Pesca: a Roma la protesta contro le norme Ue


Circa 200 pescatori provenienti da 43 marinerie di tutta Italia hanno raggiunto il Ministero delle Politiche agricole per protestare contro le nuove norme comunitarie contenute nel regolamento Mediterraneo e nel regolamento controlli. La manifestazione e’ stata organizzata dall’associazione ”Marinerie d’Italia” e ha chiamato all’appello gli operatori della pesca a strascico, i piu’ colpiti dalle nuove norme, che in Italia sono circa 3.600 imbarcazioni.
”Chiediamo che il ministro Galan prenda misure a sostegno della pesca italiana in crisi dal 2007 – ha detto all’ANSA il presidente di Marinerie d’Italia, Francesco Calderoni – nonostante i provvedimenti dell’Unione Europea siano stati ormai fissati”.

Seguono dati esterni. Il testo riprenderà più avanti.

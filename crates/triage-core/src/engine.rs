//! The assembled engine: config tables plus the compiled crisis detector.

use crate::config::{ConfigError, EngineConfig};
use crate::crisis::{self, CrisisDetector, CrisisMatch};
use crate::questionnaire::{self, AnswerError, NextQuestion};
use crate::resources::CountryResource;
use crate::routing::Router;
use crate::types::{RoutingDecision, ScoreResponse, ScoreTotals, Severity};
use crate::TriageError;

/// Stateless risk assessment engine.
///
/// Built once from an [`EngineConfig`]; every operation takes `&self` and
/// reads only its arguments and the immutable tables, so one engine can be
/// shared freely across threads.
#[derive(Debug)]
pub struct Engine {
    config: EngineConfig,
    detector: CrisisDetector,
    router: Router,
}

impl Engine {
    /// Validate `config` and compile its crisis patterns.
    pub fn new(config: EngineConfig) -> Result<Self, ConfigError> {
        config.validate()?;
        let detector = CrisisDetector::new(&config.pattern_set)?;

        tracing::info!(
            pattern_set = %detector.version(),
            phrases = detector.len(),
            "Triage engine initialized"
        );

        Ok(Self {
            config,
            detector,
            router: Router::new(),
        })
    }

    pub fn config(&self) -> &EngineConfig {
        &self.config
    }

    pub fn detector(&self) -> &CrisisDetector {
        &self.detector
    }

    /// True if `text` contains crisis language.
    pub fn detect_crisis(&self, text: &str) -> bool {
        self.detector.detect(text)
    }

    /// Which phrase fired, if any.
    pub fn crisis_match(&self, text: &str) -> Option<CrisisMatch> {
        self.detector.first_match(text)
    }

    pub fn format_crisis_response(&self, resource: &CountryResource) -> String {
        crisis::format_crisis_response(resource)
    }

    /// Prompts for an instrument, looked up case-insensitively.
    pub fn questions(&self, instrument: &str) -> Result<&[String], TriageError> {
        let (_, definition) = self.config.instruments.lookup(instrument)?;
        Ok(&definition.questions)
    }

    /// The first question of `instrument` without a recorded answer.
    pub fn next_question(
        &self,
        instrument: &str,
        answered: &[ScoreResponse],
    ) -> Result<Option<NextQuestion>, TriageError> {
        let (id, definition) = self.config.instruments.lookup(instrument)?;
        Ok(questionnaire::next_question(id, definition, answered))
    }

    pub fn validate_answer(&self, response: &ScoreResponse) -> Result<(), AnswerError> {
        questionnaire::validate_answer(
            &self.config.instruments,
            &self.config.item_score_range,
            response,
        )
    }

    pub fn classify(&self, phq9_total: i64, gad7_total: i64) -> Severity {
        questionnaire::classify(
            phq9_total,
            gad7_total,
            &self.config.instruments.phq9.thresholds,
            &self.config.instruments.gad7.thresholds,
        )
    }

    pub fn route(&self, phq9_total: i64, gad7_total: i64, age_band: &str) -> RoutingDecision {
        self.router.route(
            &self.config.instruments,
            ScoreTotals::new(phq9_total, gad7_total),
            age_band,
        )
    }

    /// Sum both item lists and route the totals.
    pub fn score_and_route(
        &self,
        phq9_responses: &[i64],
        gad7_responses: &[i64],
        age_band: &str,
    ) -> RoutingDecision {
        self.route(
            questionnaire::score(phq9_responses),
            questionnaire::score(gad7_responses),
            age_band,
        )
    }

    /// Aggregate recorded answers per instrument and route the totals.
    pub fn route_responses(&self, responses: &[ScoreResponse], age_band: &str) -> RoutingDecision {
        let totals = questionnaire::totals(responses);
        self.router.route(&self.config.instruments, totals, age_band)
    }
}

#[cfg(test)]
mod tests {
    use super::*;
    use crate::crisis::{CrisisPhrase, PatternSet};
    use crate::types::{Bucket, InstrumentId};

    fn engine() -> Engine {
        Engine::new(EngineConfig::default()).unwrap()
    }

    #[test]
    fn test_unknown_instrument_is_surfaced() {
        let engine = engine();
        assert!(matches!(
            engine.questions("bdi2"),
            Err(TriageError::UnknownInstrument(_))
        ));
        assert!(matches!(
            engine.next_question("bdi2", &[]),
            Err(TriageError::UnknownInstrument(_))
        ));
    }

    #[test]
    fn test_questions_case_insensitive() {
        assert_eq!(engine().questions("PHQ9").unwrap().len(), 9);
    }

    #[test]
    fn test_first_question_when_nothing_answered() {
        let next = engine().next_question("phq9", &[]).unwrap().unwrap();
        assert_eq!(next.questionnaire, InstrumentId::Phq9);
        assert_eq!(next.question_index, 0);
    }

    #[test]
    fn test_score_and_route() {
        let decision = engine().score_and_route(&[2; 9], &[0; 7], "18+");
        assert_eq!(decision.scores, ScoreTotals::new(18, 0));
        assert_eq!(decision.bucket, Bucket::adult(Severity::High));
    }

    #[test]
    fn test_route_responses_matches_score_and_route() {
        let engine = engine();
        let responses: Vec<ScoreResponse> = (0..9)
            .map(|i| ScoreResponse::new("phq9", i, 1))
            .chain((0..7).map(|i| ScoreResponse::new("gad7", i, 2)))
            .collect();

        let from_records = engine.route_responses(&responses, "under 18");
        let from_items = engine.score_and_route(&[1; 9], &[2; 7], "under 18");
        assert!(from_records.same_outcome(&from_items));
        assert_eq!(from_records.bucket, Bucket::minor(Severity::Moderate));
    }

    #[test]
    fn test_custom_pattern_set() {
        let config = EngineConfig {
            pattern_set: PatternSet {
                version: "custom".to_string(),
                phrases: vec![CrisisPhrase {
                    id: "DE1".to_string(),
                    language: "de".to_string(),
                    pattern: "nicht mehr leben".to_string(),
                }],
            },
            ..EngineConfig::default()
        };

        let engine = Engine::new(config).unwrap();
        assert!(engine.detect_crisis("Ich will nicht mehr leben"));
        assert!(!engine.detect_crisis("suicide"));
    }

    #[test]
    fn test_engine_is_shareable() {
        fn assert_send_sync<T: Send + Sync>() {}
        assert_send_sync::<Engine>();
    }
}
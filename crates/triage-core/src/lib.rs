//! # triage-core
//!
//! Deterministic risk assessment and routing engine.
//!
//! This crate turns self-reported signals into a routing decision:
//! - Does this message contain crisis language?
//! - Which support tier do these questionnaire scores point to?
//! - Why was that tier chosen?
//!
//! ## Key Guarantees
//!
//! 1. **Deterministic**: Same input always produces the same decision (only the timestamp varies)
//! 2. **Crisis override**: A crisis match bypasses routing entirely
//! 3. **Explainable**: Every decision carries its threshold comparisons and basis instrument
//! 4. **Stateless**: Tables are built once; every call is a pure read
//!
//! ## Example
//!
//! ```rust,ignore
//! use triage_core::{detect_crisis, format_crisis_response, score_and_route, CountryResource};
//!
//! if detect_crisis(message) {
//!     println!("{}", format_crisis_response(&resource));
//!     return;
//! }
//!
//! let decision = score_and_route(&phq9_items, &gad7_items, "18+");
//! println!("{} (basis: {})", decision.bucket, decision.explanation.decision.basis);
//! ```

pub mod config;
pub mod crisis;
pub mod engine;
pub mod questionnaire;
pub mod resources;
pub mod routing;
pub mod types;

// Re-export main types at crate root
pub use config::{ConfigError, EngineConfig};
pub use crisis::{CrisisDetector, CrisisMatch, CrisisPhrase, PatternSet, DISCLAIMER};
pub use engine::Engine;
pub use questionnaire::{
    AnswerError, InstrumentDefinition, Instruments, ItemScoreRange, NextQuestion, ThresholdTable,
};
pub use resources::{
    lookup_or_default, BuiltinResources, CountryResource, ResourceDirectory, ResourceError,
    ResourceLookup,
};
pub use routing::Router;
pub use types::{
    Bucket, DecisionSummary, Explanation, InstrumentId, RoutingDecision, ScoreResponse,
    ScoreTotals, Severity, ThresholdComparison, ThresholdEvaluation,
};

use lazy_static::lazy_static;
use thiserror::Error;

/// Errors surfaced by the engine.
#[derive(Error, Debug)]
pub enum TriageError {
    #[error("Unknown instrument: {0}")]
    UnknownInstrument(String),

    #[error("Config error: {0}")]
    Config(#[from] ConfigError),

    #[error("Resource error: {0}")]
    Resource(#[from] ResourceError),
}

lazy_static! {
    /// Engine built from the shipped defaults, initialized on first use.
    static ref BUILTIN_ENGINE: Engine =
        Engine::new(EngineConfig::default()).expect("built-in engine config is valid");
}

/// The process-wide engine built from [`EngineConfig::default`].
pub fn builtin_engine() -> &'static Engine {
    &BUILTIN_ENGINE
}

/// Check free text for crisis language using the built-in phrase set.
pub fn detect_crisis(text: &str) -> bool {
    BUILTIN_ENGINE.detect_crisis(text)
}

/// Render the crisis message for a resource record.
pub fn format_crisis_response(resource: &CountryResource) -> String {
    crisis::format_crisis_response(resource)
}

/// Score both item lists and route them with the built-in tables.
///
/// # Arguments
///
/// * `phq9_responses` - PHQ-9 item scores (expected 0..=3 each)
/// * `gad7_responses` - GAD-7 item scores (expected 0..=3 each)
/// * `age_band` - Session age band; only "under 18" changes the outcome
///
/// # Returns
///
/// A `RoutingDecision` containing:
/// - `bucket`: low, moderate or high, `_minor`-suffixed for under-18s
/// - `recommendation`: fixed text for the bucket
/// - `scores`: the two totals
/// - `explanation`: threshold comparisons and the basis instrument
pub fn score_and_route(
    phq9_responses: &[i64],
    gad7_responses: &[i64],
    age_band: &str,
) -> RoutingDecision {
    BUILTIN_ENGINE.score_and_route(phq9_responses, gad7_responses, age_band)
}
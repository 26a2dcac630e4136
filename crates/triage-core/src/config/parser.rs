//! Engine configuration parsing from YAML/JSON.

use serde::{Deserialize, Serialize};
use std::collections::HashSet;
use std::fs;
use std::path::Path;
use thiserror::Error;

use super::schema::validate_config_schema;
use crate::crisis::{CrisisDetector, PatternSet};
use crate::questionnaire::{InstrumentDefinition, Instruments, ItemScoreRange};
use crate::types::InstrumentId;

/// Errors that can occur when loading configuration.
#[derive(Error, Debug)]
pub enum ConfigError {
    #[error("Failed to read config file: {0}")]
    IoError(#[from] std::io::Error),

    #[error("Failed to parse YAML: {0}")]
    YamlError(#[from] serde_yaml::Error),

    #[error("Failed to parse JSON: {0}")]
    JsonError(#[from] serde_json::Error),

    #[error("Config does not match schema: {}", .0.join("; "))]
    SchemaError(Vec<String>),

    #[error("Invalid crisis pattern '{id}': {source}")]
    InvalidPattern {
        id: String,
        #[source]
        source: regex::Error,
    },

    #[error("Config validation failed: {0}")]
    ValidationError(String),
}

/// Static tables the engine runs on.
///
/// Loaded once at startup and never mutated afterwards.
#[derive(Debug, Clone, PartialEq, Eq, Serialize, Deserialize, Default)]
pub struct EngineConfig {
    /// Crisis phrases
    pub pattern_set: PatternSet,

    /// PHQ-9 and GAD-7 definitions
    pub instruments: Instruments,

    /// Accepted per-item score range
    #[serde(default)]
    pub item_score_range: ItemScoreRange,
}

impl EngineConfig {
    /// Parse a config from YAML string.
    pub fn from_yaml(yaml: &str) -> Result<Self, ConfigError> {
        let value: serde_json::Value = serde_yaml::from_str(yaml)?;
        Self::from_value(value)
    }

    /// Parse a config from JSON string.
    pub fn from_json(json: &str) -> Result<Self, ConfigError> {
        let value: serde_json::Value = serde_json::from_str(json)?;
        Self::from_value(value)
    }

    /// Parse a config from a YAML file.
    pub fn from_yaml_file(path: impl AsRef<Path>) -> Result<Self, ConfigError> {
        let contents = fs::read_to_string(path.as_ref())?;
        tracing::debug!(path = %path.as_ref().display(), "Loading YAML engine config");
        Self::from_yaml(&contents)
    }

    /// Parse a config from a JSON file.
    pub fn from_json_file(path: impl AsRef<Path>) -> Result<Self, ConfigError> {
        let contents = fs::read_to_string(path.as_ref())?;
        tracing::debug!(path = %path.as_ref().display(), "Loading JSON engine config");
        Self::from_json(&contents)
    }

    /// Parse a config file, choosing the format by extension (`.json` or YAML).
    pub fn from_file(path: impl AsRef<Path>) -> Result<Self, ConfigError> {
        let path = path.as_ref();
        match path.extension().and_then(|e| e.to_str()) {
            Some(ext) if ext.eq_ignore_ascii_case("json") => Self::from_json_file(path),
            _ => Self::from_yaml_file(path),
        }
    }

    fn from_value(value: serde_json::Value) -> Result<Self, ConfigError> {
        validate_config_schema(&value).map_err(ConfigError::SchemaError)?;
        let config: EngineConfig = serde_json::from_value(value)?;
        config.validate()?;
        Ok(config)
    }

    /// Check invariants the schema cannot express.
    pub fn validate(&self) -> Result<(), ConfigError> {
        for id in InstrumentId::ALL {
            self.validate_instrument(id, self.instruments.get(id))?;
        }

        if self.item_score_range.min > self.item_score_range.max {
            return Err(ConfigError::ValidationError(format!(
                "item_score_range.min ({}) exceeds max ({})",
                self.item_score_range.min, self.item_score_range.max
            )));
        }

        self.validate_unique_pattern_ids()?;

        // Compile once to surface bad regexes at load time
        CrisisDetector::new(&self.pattern_set)?;

        Ok(())
    }

    fn validate_instrument(
        &self,
        id: InstrumentId,
        definition: &InstrumentDefinition,
    ) -> Result<(), ConfigError> {
        if definition.questions.is_empty() {
            return Err(ConfigError::ValidationError(format!(
                "instruments.{}.questions must not be empty",
                id
            )));
        }

        let t = &definition.thresholds;
        if !(t.low < t.moderate && t.moderate < t.high) {
            return Err(ConfigError::ValidationError(format!(
                "instruments.{}.thresholds must ascend (low {} < moderate {} < high {})",
                id, t.low, t.moderate, t.high
            )));
        }

        Ok(())
    }

    /// Ensure phrase IDs are present and unique.
    fn validate_unique_pattern_ids(&self) -> Result<(), ConfigError> {
        let mut seen = HashSet::new();

        for phrase in &self.pattern_set.phrases {
            if phrase.id.trim().is_empty() {
                return Err(ConfigError::ValidationError(
                    "Crisis phrase with empty id".to_string(),
                ));
            }
            if !seen.insert(&phrase.id) {
                return Err(ConfigError::ValidationError(format!(
                    "Duplicate crisis phrase ID: {}",
                    phrase.id
                )));
            }
        }

        Ok(())
    }
}
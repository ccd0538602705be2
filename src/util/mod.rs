use std::fmt;

/// Write a hexdump of the provided byte slice, sixteen bytes per row with
/// the printable ASCII rendering alongside.
pub fn hexdump(f: &mut fmt::Formatter, prefix: &str, buffer: &[u8]) -> fmt::Result {
    const COLUMNS: usize = 16;
    if buffer.is_empty() {
        // At least print an offset instead of nothing.
        return write!(f, "{}{:04x}: ", prefix, 0);
    }
    for (row_index, row) in buffer.chunks(COLUMNS).enumerate() {
        if row_index > 0 {
            writeln!(f)?;
        }
        write!(f, "{}{:04x}: ", prefix, row_index * COLUMNS)?;
        for b in row {
            write!(f, "{:02x} ", b)?;
        }
        for _ in row.len()..COLUMNS {
            write!(f, "   ")?;
        }
        for b in row {
            let c = match *b {
                c @ 0x20..=0x7e => c as char,
                _ => '.',
            };
            write!(f, "{}", c)?;
        }
    }
    Ok(())
}

pub struct Hex<'a>(pub &'a [u8]);

impl<'a> fmt::Display for Hex<'a> {
    fn fmt(&self, f: &mut fmt::Formatter) -> fmt::Result {
        hexdump(f, "", self.0)
    }
}

pub fn hex(bytes: &[u8]) -> Hex {
    Hex(bytes)
}

#[cfg(test)]
mod tests {
    use super::*;

    #[test]
    fn test_hexdump() {
        let bytes: Vec<u8> = (0x41..0x41 + 18).collect();
        let dump = hex(&bytes).to_string();
        let lines: Vec<&str> = dump.lines().collect();
        assert_eq!(lines.len(), 2);
        assert_eq!(
            lines[0],
            "0000: 41 42 43 44 45 46 47 48 49 4a 4b 4c 4d 4e 4f 50 ABCDEFGHIJKLMNOP"
        );
        assert_eq!(lines[1], format!("0010: 51 52 {}QR", "   ".repeat(14)));
    }

    #[test]
    fn test_hexdump_unprintable() {
        assert_eq!(hex(&[0x00, 0x7f]).to_string(), format!("0000: 00 7f {}..", "   ".repeat(14)));
        assert_eq!(hex(&[]).to_string(), "0000: ");
    }
}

”Torneremo a Roma il 6 maggio per presidiare l’incontro del ministero delle Politiche agricole con le regioni per sbloccare i fondi nazionali del Fep di loro competenza”. Lo ha detto il presidente dell’associazione ‘Marinerie d’Italia’ che, con una delegazione di 25 persone, e’ stato ricevuto dal Capo di gabinetto del dicastero, Giuseppe Ambrosio e dal direttore generale della Direzione Pesca, Francesco Saverio Abate. L’incontro a via XX Settembre e’ durato quasi tre ore, presidiato da circa 500 pescatori con fischietti e striscioni, a cui hanno partecipato il deputato Francesco Aracri e l’europarlamentare Elisabetta Gardini del Pdl. ”Siamo comunque insoddisfatti dell’incontro – ha continuato Calderoni – ma abbiamo deciso di dare il tempo necessario all’amministrazione, 15 giorni, per sbloccare la situazione; nel frattempo faremo in tutte le marinerie delle assemblee per vedere come organizzarci in caso di mancate risposte”. Se per le dimensioni delle maglie da pesca piu’ larghe rispetto ad oggi, come stabilito da Bruxelles, le speranze di cambiare le cose sono quasi nulle, potrebbero essercene invece per le licenze a punti la cui entrata in vigore e’ prevista per il 2012. ”I pescatori e gli armatori sono persone civili non abituati a fare battaglie ma a lavorare sodo giorno e notte – ha concluso il presidente – ma vogliamo difendere a tutti i costi il nostro lavoro; faremo assemblee in tutta Italia, nonostante le associazioni di categoria ostacolino sempre il nostro movimento di base, cercando di far partecipare meno persone possibili alle nostre manifestazioni”.(ANSA).